Skip to main content

Scientific Opinion on the re-evaluation of erythorbic acid (E 315) and sodium erythorbate (E 316) as food additives

EFSA Journal logo
Wiley Online Library

Meta data


The EFSA Panel on Food Additives and Nutrient Sources added to Food (ANS) provides a scientific opinion re-evaluating the safety of erythorbic acid (E 315) and sodium erythorbate (E 316) as food additives. The use of these food additives was evaluated by the Scientific Committee on Food (SCF) that established an acceptable daily intake (ADI) of 6 mg/kg body weight (bw)/day. Intestinal absorption of erythorbate was reported from a mice study and near complete excretion within 24 h from a guinea pig study. The Panel noted that the acute toxicity of erythorbic acid or sodium erythorbate is low, there was no indication of adverse effects from the available subchronic toxicity studies, there is no concern with respect to their genotoxicity neither to respect to carcinogenicity.

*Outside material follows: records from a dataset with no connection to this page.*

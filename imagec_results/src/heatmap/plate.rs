//! Plate heatmap: one cell per well, statistics over all valid objects
//! of all valid image-channels in the well.

use super::VALID_IMAGE_CHANNEL;
use crate::{
	Database,
	table::{Table, TableCell},
};
use anyhow::Result;
use duckdb::params;
use imagec_core::types::{MeasureChannelId, Stats, WellPosition};

#[allow(clippy::too_many_arguments)]
pub fn plate_heatmap(
	db: &Database,
	analyze_id: &str,
	plate_id: u8,
	plate_rows: u8,
	plate_cols: u8,
	channel_id: u16,
	measurement: MeasureChannelId,
	stats: Stats,
	include_invalid: bool,
) -> Result<Table> {
	let filter = if include_invalid {
		String::new()
	} else {
		format!(" AND {VALID_IMAGE_CHANNEL}")
	};
	let sql = format!(
		"SELECT images_groups.group_id, {stat} \
		 FROM objects \
		 INNER JOIN images_groups ON objects.image_id = images_groups.image_id AND objects.analyze_id = images_groups.analyze_id \
		 INNER JOIN channels_images ON objects.image_id = channels_images.image_id \
		   AND objects.channel_id = channels_images.channel_id AND objects.analyze_id = channels_images.analyze_id \
		 WHERE objects.analyze_id = ? AND images_groups.plate_id = ? AND objects.validity = 0 \
		   AND objects.channel_id = ?{filter} \
		 GROUP BY images_groups.group_id",
		stat = stats.sql_term()
	);

	let mut table = Table::new();
	for row in 0..plate_rows {
		table.set_row_header(row as usize, ((b'A' + row) as char).to_string());
		for col in 0..plate_cols {
			table.set_col_header(col as usize, (col + 1).to_string());
			table.set(row as usize, col as usize, TableCell::new(f64::NAN, 0, false));
		}
	}

	let conn = db.read_connection()?;
	let mut stmt = conn.prepare(&sql)?;
	let cells = stmt.query_map(params![measurement.key(), analyze_id, plate_id, channel_id], |row| {
		let group_id: u16 = row.get(0)?;
		let value: f64 = row.get(1)?;
		Ok((group_id, value))
	})?;

	for cell in cells {
		let (group_id, value) = cell?;
		let pos = WellPosition::from_group_id(group_id);
		if pos.x == 0 || pos.y == 0 {
			continue;
		}
		let (row, col) = (pos.y as usize - 1, pos.x as usize - 1);
		if row < plate_rows as usize && col < plate_cols as usize {
			table.set(row, col, TableCell::new(value, u64::from(group_id), true));
		}
	}

	Ok(table)
}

The Panel identified a no observed adverse effect level (NOAEL) of 650 mg/kg bw/day based on a decrease in body weight from a carcinogenicity study. No maternal and developmental effects were observed from a prenatal developmental toxicity study with sodium erythorbate. The Panel recognised the limitation of the overall toxicological database (no reproductive and chronic toxicity studies), but did not consider necessary to increase the usual uncertainty factor of 100 in deriving an ADI. Therefore, the Panel concluded that there is no reason to revise the current ADI of 6 mg/kg bw/day. Combined dietary exposure to erythorbic acid and sodium erythorbate from their use as food additives was calculated. Considering that the ADI is not exceeded by any population group, the Panel also concluded that the use of erythorbic acid (E 315) and sodium erythorbate (E 316) as food additives at the permitted or reported use and use levels would not be of safety concern.